▶ ASSIGNED TASK: Say how many lines in the material below include "sleep". The answer is the number alone.
______________________________
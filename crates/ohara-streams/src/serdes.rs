//! Key/value serdes for stream applications.
//!
//! A [`Serde`] pairs a [`Serializer`] with a [`Deserializer`] for the same
//! type. Both halves see the application configs once before the stream starts
//! and are closed after it stops. [`Serdes`] hands out the built-in serdes,
//! which reuse the topic codecs of `ohara-kafka`.

use crate::error::{Error, Result};
use ohara_common::Row;
use ohara_kafka::{
    BytesSerializer, DoubleSerializer, IntSerializer, LongSerializer, RowSerializer,
    StringSerializer,
};
use std::collections::BTreeMap;

/// Application configs handed to [`Serde::configure`].
pub type Configs = BTreeMap<String, String>;

pub trait Serializer<T>: Send + Sync {
    fn configure(&mut self, _configs: &Configs, _is_key: bool) {}

    fn serialize(&self, topic: &str, data: &T) -> Result<Vec<u8>>;

    fn close(&mut self) {}
}

pub trait Deserializer<T>: Send + Sync {
    fn configure(&mut self, _configs: &Configs, _is_key: bool) {}

    fn deserialize(&self, topic: &str, data: &[u8]) -> Result<T>;

    fn close(&mut self) {}
}

/// A serializer and deserializer for `T`.
pub trait Serde<T>: SerdeClone<T> + Send + Sync {
    /// Configure both halves.
    fn configure(&mut self, configs: &Configs, is_key: bool);

    /// Close both halves.
    fn close(&mut self);

    fn serializer(&self) -> &dyn Serializer<T>;

    fn deserializer(&self) -> &dyn Deserializer<T>;
}

/// Lets boxed serdes be cloned. Implemented for every `Clone` serde.
pub trait SerdeClone<T> {
    fn clone_box(&self) -> Box<dyn Serde<T>>;
}

impl<T, S> SerdeClone<T> for S
where
    S: Serde<T> + Clone + 'static,
{
    fn clone_box(&self) -> Box<dyn Serde<T>> {
        Box::new(self.clone())
    }
}

impl<T> Clone for Box<dyn Serde<T>> {
    fn clone(&self) -> Self {
        self.clone_box()
    }
}

/// Serde made of two independent halves.
#[derive(Debug, Clone)]
pub struct WrapperSerde<S, D> {
    serializer: S,
    deserializer: D,
}

impl<S, D> WrapperSerde<S, D> {
    pub fn new(serializer: S, deserializer: D) -> Self {
        Self {
            serializer,
            deserializer,
        }
    }
}

impl<C: Clone> WrapperSerde<CodecSerializer<C>, CodecDeserializer<C>> {
    /// Serde backed by a single topic codec.
    pub fn from_codec(codec: C) -> Self {
        Self::new(CodecSerializer(codec.clone()), CodecDeserializer(codec))
    }
}

impl<T, S, D> Serde<T> for WrapperSerde<S, D>
where
    S: Serializer<T> + Clone + 'static,
    D: Deserializer<T> + Clone + 'static,
{
    fn configure(&mut self, configs: &Configs, is_key: bool) {
        self.serializer.configure(configs, is_key);
        self.deserializer.configure(configs, is_key);
    }

    fn close(&mut self) {
        self.serializer.close();
        self.deserializer.close();
    }

    fn serializer(&self) -> &dyn Serializer<T> {
        &self.serializer
    }

    fn deserializer(&self) -> &dyn Deserializer<T> {
        &self.deserializer
    }
}

/// Serializing half of an `ohara-kafka` codec.
#[derive(Debug, Clone, Copy, Default)]
pub struct CodecSerializer<C>(pub C);

impl<T, C> Serializer<T> for CodecSerializer<C>
where
    C: ohara_kafka::Serializer<T>,
{
    fn serialize(&self, topic: &str, data: &T) -> Result<Vec<u8>> {
        self.0
            .to_bytes(data)
            .map_err(|e| Error::Serialization(format!("Failed to serialize for {topic}: {e}")))
    }
}

/// Deserializing half of an `ohara-kafka` codec.
#[derive(Debug, Clone, Copy, Default)]
pub struct CodecDeserializer<C>(pub C);

impl<T, C> Deserializer<T> for CodecDeserializer<C>
where
    C: ohara_kafka::Serializer<T>,
{
    fn deserialize(&self, topic: &str, data: &[u8]) -> Result<T> {
        self.0
            .from_bytes(data)
            .map_err(|e| Error::Serialization(format!("Failed to deserialize from {topic}: {e}")))
    }
}

pub type CodecSerde<C> = WrapperSerde<CodecSerializer<C>, CodecDeserializer<C>>;
pub type StringSerde = CodecSerde<StringSerializer>;
pub type RowSerde = CodecSerde<RowSerializer>;
pub type DoubleSerde = CodecSerde<DoubleSerializer>;
pub type LongSerde = CodecSerde<LongSerializer>;
pub type IntSerde = CodecSerde<IntSerializer>;
pub type BytesSerde = CodecSerde<BytesSerializer>;

/// Factory for the built-in serdes.
pub struct Serdes;

impl Serdes {
    pub fn string() -> StringSerde {
        WrapperSerde::from_codec(StringSerializer)
    }

    pub fn row() -> RowSerde {
        WrapperSerde::from_codec(RowSerializer)
    }

    pub fn double() -> DoubleSerde {
        WrapperSerde::from_codec(DoubleSerializer)
    }

    pub fn long() -> LongSerde {
        WrapperSerde::from_codec(LongSerializer)
    }

    pub fn int() -> IntSerde {
        WrapperSerde::from_codec(IntSerializer)
    }

    pub fn bytes() -> BytesSerde {
        WrapperSerde::from_codec(BytesSerializer)
    }
}

/// Serdes used to read the source topic.
pub struct Consumed<K, V> {
    pub(crate) key: Box<dyn Serde<K>>,
    pub(crate) value: Box<dyn Serde<V>>,
}

impl<K, V> Consumed<K, V> {
    pub fn with(key: impl Serde<K> + 'static, value: impl Serde<V> + 'static) -> Self {
        Self::from_boxed(Box::new(key), Box::new(value))
    }

    pub(crate) fn from_boxed(key: Box<dyn Serde<K>>, value: Box<dyn Serde<V>>) -> Self {
        Self { key, value }
    }

    pub fn key_serde(&self) -> &dyn Serde<K> {
        self.key.as_ref()
    }

    pub fn value_serde(&self) -> &dyn Serde<V> {
        self.value.as_ref()
    }
}

impl<K, V> Clone for Consumed<K, V> {
    fn clone(&self) -> Self {
        Self::from_boxed(self.key.clone(), self.value.clone())
    }
}

/// Serdes used to write the target topic.
pub struct Produced<K, V> {
    pub(crate) key: Box<dyn Serde<K>>,
    pub(crate) value: Box<dyn Serde<V>>,
}

impl<K, V> Produced<K, V> {
    pub fn with(key: impl Serde<K> + 'static, value: impl Serde<V> + 'static) -> Self {
        Self::from_boxed(Box::new(key), Box::new(value))
    }

    pub(crate) fn from_boxed(key: Box<dyn Serde<K>>, value: Box<dyn Serde<V>>) -> Self {
        Self { key, value }
    }

    pub fn key_serde(&self) -> &dyn Serde<K> {
        self.key.as_ref()
    }

    pub fn value_serde(&self) -> &dyn Serde<V> {
        self.value.as_ref()
    }
}

impl<K, V> Clone for Produced<K, V> {
    fn clone(&self) -> Self {
        Self::from_boxed(self.key.clone(), self.value.clone())
    }
}
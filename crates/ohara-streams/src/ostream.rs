//! Runtime of a topic-to-topic stream.
//!
//! The stream reads the source topic in batches, runs every record through its
//! steps and writes what survives to the destination topic. Offsets of a batch
//! are committed once all of its output records are acknowledged.

use crate::error::{Error, Result};
use crate::extractor::TimestampExtractor;
use crate::serdes::{Configs, Consumed, Produced};
use async_trait::async_trait;
use ohara_kafka::{BytesSerializer, Consumer, Producer, Record, TopicAdmin};
use std::collections::HashMap;
use std::future::Future;
use std::sync::atomic::{AtomicU64, Ordering};
use std::sync::Arc;
use std::time::Duration;
use tokio::sync::watch;
use tokio::task::JoinHandle;

const POLL_TIMEOUT: Duration = Duration::from_millis(500);
const MAX_BATCH_SIZE: usize = 500;
const FLUSH_TIMEOUT: Duration = Duration::from_secs(10);

#[derive(Debug, Clone, PartialEq, Eq)]
pub struct StreamConfig {
    pub bootstrap_servers: String,
    pub app_id: String,
    pub from_topic: String,
    pub to_topic: String,
    pub clean_start: bool,
}

impl StreamConfig {
    /// Configs handed to every serde before the stream starts.
    pub fn to_configs(&self) -> Configs {
        Configs::from([
            ("bootstrap.servers".to_string(), self.bootstrap_servers.clone()),
            ("application.id".to_string(), self.app_id.clone()),
            ("from.topic".to_string(), self.from_topic.clone()),
            ("to.topic".to_string(), self.to_topic.clone()),
        ])
    }
}

type Step<K, V> =
    Box<dyn Fn(Option<K>, Option<V>) -> Option<(Option<K>, Option<V>)> + Send + Sync>;
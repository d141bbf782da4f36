//! Identifier and polling helpers.

use crate::error::Error;
use std::future::Future;
use std::time::Duration;
use tokio::time::{sleep, Instant};

/// Default interval between two checks of [`await_condition`].
pub const DEFAULT_AWAIT_INTERVAL: Duration = Duration::from_secs(1);

/// Random identifier (hex form of a v4 UUID, without dashes).
pub fn uuid() -> String {
    uuid::Uuid::new_v4().simple().to_string()
}

/// Poll `condition` every second until it yields `true`.
///
/// Fails with [`Error::Timeout`] once `timeout` has elapsed, or with the
/// condition's own error as soon as it returns one.
pub async fn await_condition<F, Fut>(condition: F, timeout: Duration) -> anyhow::Result<()>
where
    F: FnMut() -> Fut,
    Fut: Future<Output = anyhow::Result<bool>>,
{
    await_condition_with(condition, timeout, DEFAULT_AWAIT_INTERVAL, false).await
}

/// Poll `condition` every `interval` until it yields `true`.
///
/// With `ignore_errors` an error from the condition counts as "not yet" and
/// polling continues until the timeout.
pub async fn await_condition_with<F, Fut>(
    mut condition: F,
    timeout: Duration,
    interval: Duration,
    ignore_errors: bool,
) -> anyhow::Result<()>
where
    F: FnMut() -> Fut,
    Fut: Future<Output = anyhow::Result<bool>>,
{
    let deadline = Instant::now() + timeout;
    loop {
        match condition().await {
            Ok(true) => return Ok(()),
            Ok(false) => {}
            Err(e) if ignore_errors => {
                tracing::debug!("Ignoring error while awaiting condition: {e:#}");
            }
            Err(e) => return Err(e),
        }

        let now = Instant::now();
        if now >= deadline {
            return Err(Error::Timeout(timeout).into());
        }
        sleep(interval.min(deadline - now)).await;
    }
}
______________________________
▶ EXERCISE RESULT: 2